Aber es ist das eine Buch, das man Freitagabend um 21.00 Uhr mit
Seite 1 zu lesen beginnt und Samstag früh um 8.00 Uhr mit der
letzten Seite zuschlägt. Dazwischen hat man vergessen zu trinken,
zu essen und zu rauchen.
„Mötley Crüe – The Dirt“ wird die
ultimative Rockbiographie bleiben. Es ist keine Beichte um zu viel
geschluckte Drogen, zu wenig Sex, zertrümmerte Hotelzimmer
oder zu laute Rockmusik. „The Dirt“ ist ein Schuss Adrenalin
in die Aorta, eine rastlose Jagd durch die Karriere einer Hardrockband,
die 40 Millionen Platten verkaufte, im Gefängnis saß,
Drogen als Nahrungsmittel begriff, Menschen nicht mehr wahr nehmen
konnte und trotzdem vor dieser Fassade Erfolge feierte.
Glaubte man bisher den Begriff „schonungslos“ zu kennen,
sollte man das revidieren.
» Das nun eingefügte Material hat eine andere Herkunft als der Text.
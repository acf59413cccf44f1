//! Degradation alerts and the sinks that receive them

use std::fmt;

use async_trait::async_trait;
use chrono::{DateTime, Utc};
use serde::{Deserialize, Serialize};
use tracing::{error, warn};

use core_kernel::{AdapterId, AlertId};

use crate::circuit_breaker::CircuitState;

/// Alert severity
#[derive(Debug, Clone, Copy, PartialEq, Eq, PartialOrd, Ord, Hash, Serialize, Deserialize)]
#[serde(rename_all = "snake_case")]
pub enum Severity {
    Low,
    Medium,
    High,
    Critical,
}

impl Severity {
    /// Scales severity with the failure streak relative to `threshold`
    ///
    /// An open circuit is at least `Medium`.
    pub fn assess(consecutive_failures: u32, threshold: u32, circuit_state: CircuitState) -> Self {
        let threshold = threshold.max(1);
        let by_streak = if consecutive_failures < threshold {
            Severity::Low
        } else if consecutive_failures < threshold.saturating_mul(2) {
            Severity::Medium
        } else if consecutive_failures < threshold.saturating_mul(4) {
            Severity::High
        } else {
            Severity::Critical
        };

        if circuit_state == CircuitState::Open {
            by_streak.max(Severity::Medium)
        } else {
            by_streak
        }
    }
}

impl fmt::Display for Severity {
    fn fmt(&self, f: &mut fmt::Formatter<'_>) -> fmt::Result {
        let name = match self {
            Severity::Low => "low",
            Severity::Medium => "medium",
            Severity::High => "high",
            Severity::Critical => "critical",
        };
        f.write_str(name)
    }
}

/// An adapter is failing probes or its circuit is open
#[derive(Debug, Clone, PartialEq, Serialize, Deserialize)]
pub struct AdapterDegraded {
    pub alert_id: AlertId,
    pub adapter_id: AdapterId,
    pub severity: Severity,
    pub consecutive_failures: u32,
    pub circuit_state: CircuitState,
    pub timestamp: DateTime<Utc>,
    pub message: String,
}

impl AdapterDegraded {
    pub fn new(
        adapter_id: AdapterId,
        consecutive_failures: u32,
        threshold: u32,
        circuit_state: CircuitState,
        message: impl Into<String>,
    ) -> Self {
        Self {
            alert_id: AlertId::new_v7(),
            severity: Severity::assess(consecutive_failures, threshold, circuit_state),
            adapter_id,
            consecutive_failures,
            circuit_state,
            timestamp: Utc::now(),
            message: message.into(),
        }
    }
}

/// Destination for degradation alerts (logging, paging, chat)
#[async_trait]
pub trait AlertSink: Send + Sync {
    async fn emit(&self, alert: AdapterDegraded);
}

/// Writes alerts to the tracing subscriber
#[derive(Debug, Clone, Copy, Default)]
pub struct TracingAlertSink;

#[async_trait]
impl AlertSink for TracingAlertSink {
    async fn emit(&self, alert: AdapterDegraded) {
        match alert.severity {
            Severity::Low | Severity::Medium => warn!(
                alert_id = %alert.alert_id,
                adapter_id = %alert.adapter_id,
                severity = %alert.severity,
                consecutive_failures = alert.consecutive_failures,
                circuit_state = %alert.circuit_state,
                "Adapter degraded: {}",
                alert.message
            ),
            Severity::High | Severity::Critical => error!(
                alert_id = %alert.alert_id,
                adapter_id = %alert.adapter_id,
                severity = %alert.severity,
                consecutive_failures = alert.consecutive_failures,
                circuit_state = %alert.circuit_state,
                "Adapter degraded: {}",
                alert.message
            ),
        }
    }
}
//! HTTP API Layer
//!
//! Axum surface of the integration gateway:
//!
//! - **Health**: fleet status, per-adapter metrics and probe history
//! - **Sync**: business event intake and sync report export
//! - **Adapters**: registry listing and configuration hot reload
//!
//! # Example
//!
//! ```rust,ignore
//! use interface_api::{create_router, AppState};
//!
//! let app = create_router(AppState::new(registry, manager, monitor));
//! axum::serve(listener, app).await?;
//! ```

pub mod config;
pub mod error;
pub mod handlers;

use std::sync::Arc;

use axum::{
    routing::{get, post},
    Router,
};
use tower_http::cors::{Any, CorsLayer};
use tower_http::trace::TraceLayer;

use domain_crm::CrmIntegrationManager;
use domain_registry::ServiceRegistry;
use domain_resilience::HealthMonitor;
use infra_db::AdapterDescriptorRepository;

use crate::handlers::{adapters, health, sync};

/// Application state shared across handlers
#[derive(Clone)]
pub struct AppState {
    pub registry: Arc<ServiceRegistry>,
    pub manager: Arc<CrmIntegrationManager>,
    pub monitor: Arc<HealthMonitor>,
    /// Persists reloaded configurations when a database is configured
    pub descriptors: Option<AdapterDescriptorRepository>,
}

impl AppState {
    pub fn new(
        registry: Arc<ServiceRegistry>,
        manager: Arc<CrmIntegrationManager>,
        monitor: Arc<HealthMonitor>,
    ) -> Self {
        Self {
            registry,
            manager,
            monitor,
            descriptors: None,
        }
    }

    pub fn with_descriptors(mut self, repository: AdapterDescriptorRepository) -> Self {
        self.descriptors = Some(repository);
        self
    }
}

/// Creates the main API router
pub fn create_router(state: AppState) -> Router {
    let health_routes = Router::new()
        .route("/health", get(health::health_check))
        .route("/health/adapters", get(health::adapter_health))
        .route("/health/adapters/:id/history", get(health::adapter_history));

    let sync_routes = Router::new()
        .route("/", post(sync::submit_event))
        .route("/reports", get(sync::list_reports))
        .route("/reports/:operation_id", get(sync::get_report));

    let adapter_routes = Router::new()
        .route("/", get(adapters::list_adapters))
        .route("/reload", post(adapters::reload));

    let api_routes = Router::new()
        .nest("/sync", sync_routes)
        .nest("/adapters", adapter_routes);

    Router::new()
        .merge(health_routes)
        .nest("/api/v1", api_routes)
        .layer(TraceLayer::new_for_http())
        .layer(
            CorsLayer::new()
                .allow_origin(Any)
                .allow_methods(Any)
                .allow_headers(Any),
        )
        .with_state(state)
}
//! Infrastructure Database Layer
//!
//! PostgreSQL persistence for the integration gateway, using SQLx:
//! - `PostgresSyncHistory`: durable, append-only sync reports
//! - `AdapterDescriptorRepository`: the adapter configuration fed to hot reload
//!
//! # Example
//!
//! ```rust,ignore
//! use infra_db::{create_pool, run_migrations, DatabaseConfig, PostgresSyncHistory};
//!
//! let pool = create_pool(DatabaseConfig::new("postgres://localhost/integration_gateway")).await?;
//! run_migrations(&pool).await?;
//! let history = PostgresSyncHistory::new(pool);
//! ```

pub mod pool;
pub mod error;
pub mod history;
pub mod descriptors;

pub use pool::{create_pool, ping, run_migrations, DatabaseConfig, DatabasePool};
pub use error::DatabaseError;
pub use history::PostgresSyncHistory;
pub use descriptors::AdapterDescriptorRepository;
//! Domain type definitions for delivery data and bowler summaries.

use serde::{Deserialize, Serialize};
use std::fmt;

/// A single bowling delivery, one row of the input table.
///
/// The `date`, `match_id` and `innings` fields are opaque grouping values;
/// they are never interpreted beyond equality.
#[derive(Debug, Clone, PartialEq, Serialize, Deserialize)]
pub struct Delivery {
    /// Match date, as recorded in the source table.
    #[serde(rename = "Date")]
    pub date: String,
    /// Match identifier.
    #[serde(rename = "Match")]
    pub match_id: String,
    /// Innings number within the match.
    #[serde(rename = "Innings")]
    pub innings: String,
    /// Name of the bowler.
    #[serde(rename = "Bowler")]
    pub bowler: String,
    /// Bowler type code, e.g. `RF`, `LM`, `RLB`.
    #[serde(rename = "Bowler Type")]
    pub bowler_type: String,
    /// Vertical position of the ball past the batter.
    #[serde(rename = "PastZ")]
    pub past_z: f64,
    /// Horizontal pitching position, a proxy for delivery length.
    #[serde(rename = "PitchX")]
    pub pitch_x: f64,
    /// Lateral position of the ball past the batter.
    #[serde(rename = "PastY")]
    pub past_y: f64,
    /// Lateral pitching position.
    #[serde(rename = "PitchY")]
    pub pitch_y: f64,
}

/// Grouping key identifying one innings: every delivery sharing this key is
/// baselined against the same per-innings averages.
#[derive(Debug, Clone, PartialEq, Eq, Hash, Serialize, Deserialize)]
pub struct InningsKey {
    /// Match date.
    pub date: String,
    /// Match identifier.
    pub match_id: String,
    /// Innings number.
    pub innings: String,
}

impl InningsKey {
    /// Builds the grouping key for a delivery.
    #[must_use]
    pub fn of(delivery: &Delivery) -> Self {
        Self {
            date: delivery.date.clone(),
            match_id: delivery.match_id.clone(),
            innings: delivery.innings.clone(),
        }
    }
}

impl fmt::Display for InningsKey {
    fn fmt(&self, f: &mut fmt::Formatter<'_>) -> fmt::Result {
        write!(f, "{}/{}/innings {}", self.date, self.match_id, self.innings)
    }
}

/// Per-bowler result row: mean deviations from the per-innings baselines.
#[derive(Debug, Clone, PartialEq, Serialize, Deserialize)]
pub struct BowlerSummary {
    /// Name of the bowler.
    pub bowler: String,
    /// Mean of the bowler's movement deviations, the chart's x axis.
    pub mean_movement: f64,
    /// Mean of the bowler's bounce-per-length deviations, the chart's y axis.
    pub mean_bpl: f64,
}
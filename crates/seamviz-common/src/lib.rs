//! # Seamviz Common
//!
//! Shared types, errors, and common functionality for seamviz.
//!
//! This crate provides the foundational domain types used across
//! all other crates in the seamviz workspace.

#![warn(missing_docs)]
#![warn(clippy::all)]
#![warn(clippy::pedantic)]
#![warn(clippy::nursery)]
#![allow(clippy::module_name_repetitions)]

pub mod error;
pub mod types;

pub use error::*;
pub use types::*;
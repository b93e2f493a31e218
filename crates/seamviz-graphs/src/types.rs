//! Chart configuration and styling types.

use serde::{Deserialize, Serialize};

/// Configuration for the quadrant scatter chart.
#[derive(Debug, Clone, Serialize, Deserialize)]
pub struct ChartConfig {
    /// Chart title.
    pub title: String,
    /// Canvas width in pixels.
    pub width: u32,
    /// Canvas height in pixels.
    pub height: u32,
    /// X axis description.
    pub x_label: String,
    /// Y axis description.
    pub y_label: String,
    /// Background color as a `#RRGGBB` hex string; white when absent.
    pub background_color: Option<String>,
    /// Data point color as a `#RRGGBB` hex string.
    pub point_color: Option<String>,
    /// Reference line color as a `#RRGGBB` hex string; drawn dashed at
    /// half opacity so it stays visually distinct from the data points.
    pub reference_line_color: Option<String>,
    /// Font size for the title.
    pub title_font_size: u32,
    /// Font size for bowler name labels next to the points.
    pub label_font_size: u32,
    /// Font size for the four quadrant corner annotations.
    pub annotation_font_size: u32,
}

impl Default for ChartConfig {
    fn default() -> Self {
        Self {
            title: "Mean Movement vs Mean Bounce Per Length".to_string(),
            width: 1920,
            height: 1080,
            x_label: "Mean Movement".to_string(),
            y_label: "Mean Bounce Per Length".to_string(),
            background_color: Some("#FFFFFF".to_string()),
            point_color: Some("#1F77B4".to_string()),
            reference_line_color: Some("#FF0000".to_string()),
            title_font_size: 36,
            label_font_size: 18,
            annotation_font_size: 24,
        }
    }
}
Mötley Crüe zerlegen sich in
dieser mit dem amerikanischem Musikjournalisten Neil Strauss verfassten
Biographie selbst. Sie skizzieren sich nicht unglaubhaft und doch
nicht übermäßig reuig als kranke Menschen, deren
spätere Eskapaden und fehlender Realitätsbezug durchaus
Wurzeln in der Kindheit aufweisen. „The Dirt“ springt
ständig zwischen dem Selbstversuch der Psychoanalyse und der
Wirklichkeit mit Tourneen im Zeitraffer hin und her.
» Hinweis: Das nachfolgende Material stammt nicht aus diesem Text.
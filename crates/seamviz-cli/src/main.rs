//! Main entry point for the seamviz CLI.

use clap::Parser;
use seamviz_cli::{self as cli, PipelineOptions};
use seamviz_graphs::{
    AggregationConfig, ChartConfig, QuadrantScatterRenderer, UndefinedPolicy,
};
use std::path::PathBuf;
use tracing::{error, info};
use tracing_subscriber::{layer::SubscriberExt, util::SubscriberInitExt};

/// Bowling movement and bounce-per-length deviation analysis.
#[derive(Parser)]
#[command(name = "seamviz", version, about)]
struct Cli {
    /// Input delivery CSV file
    #[arg(long)]
    input: PathBuf,

    /// Output chart PNG file
    #[arg(long)]
    output: PathBuf,

    /// Canvas width in pixels
    #[arg(long, default_value_t = 1920)]
    width: u32,

    /// Canvas height in pixels
    #[arg(long, default_value_t = 1080)]
    height: u32,

    /// Chart title
    #[arg(long)]
    title: Option<String>,

    /// Comma-separated bowler type codes to exclude from the analysis
    #[arg(long, value_delimiter = ',')]
    exclude: Option<Vec<String>>,

    /// Fail instead of dropping deliveries with an undefined
    /// bounce-per-length (PitchX of zero)
    #[arg(long)]
    fail_on_undefined: bool,
}

impl Cli {
    fn into_options(self) -> PipelineOptions {
        let mut aggregation = AggregationConfig::default();
        if let Some(exclude) = self.exclude {
            aggregation.excluded_bowler_types = exclude;
        }
        if self.fail_on_undefined {
            aggregation.undefined_policy = UndefinedPolicy::Fail;
        }

        let mut chart = ChartConfig {
            width: self.width,
            height: self.height,
            ..ChartConfig::default()
        };
        if let Some(title) = self.title {
            chart.title = title;
        }

        PipelineOptions {
            input: self.input,
            output: self.output,
            aggregation,
            chart,
        }
    }
}

fn main() -> anyhow::Result<()> {
    tracing_subscriber::registry()
        .with(
            tracing_subscriber::EnvFilter::try_from_default_env()
                .unwrap_or_else(|_| "seamviz=debug".into()),
        )
        .with(tracing_subscriber::fmt::layer())
        .init();

    let options = Cli::parse().into_options();
    info!("starting seamviz pipeline");

    match cli::run(&options, &QuadrantScatterRenderer::new()) {
        Ok(summaries) => {
            info!(
                bowlers = summaries.len(),
                output = %options.output.display(),
                "chart written"
            );
            Ok(())
        }
        Err(e) => {
            error!("pipeline failed: {e}");
            Err(e.into())
        }
    }
}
Man lechzt nach jeder Seite und so dämlich es klingt: Sehr
gerne hätte jeder von uns ein paar Wochen in dieser Band verbracht.
Zwar versuchte die Band nach der Trennung in den 90ern 2005 ein
Comeback, subtil überlebt hat das aber nur Schlagzeuger Tommy
Lee, der sich wenigstens in der Boulevard-Presse mit Ehefrau Pamela
Anderson im Gespräch hielt und einige Achtungserfolge in Amerika
mit kleinen Musikprojekten feierte.
Mötley Crüe zeigen eindrucksvoll welche Gänseblümchen-Pflücker
wir doch sind, wie naiv man selbst 2006 noch glaubt, ein Rockstar
würde man bloß durch harte Arbeit. Man kann das auch
planen. Sich zwingen Rockstars zu werden. Und dann so zu leben.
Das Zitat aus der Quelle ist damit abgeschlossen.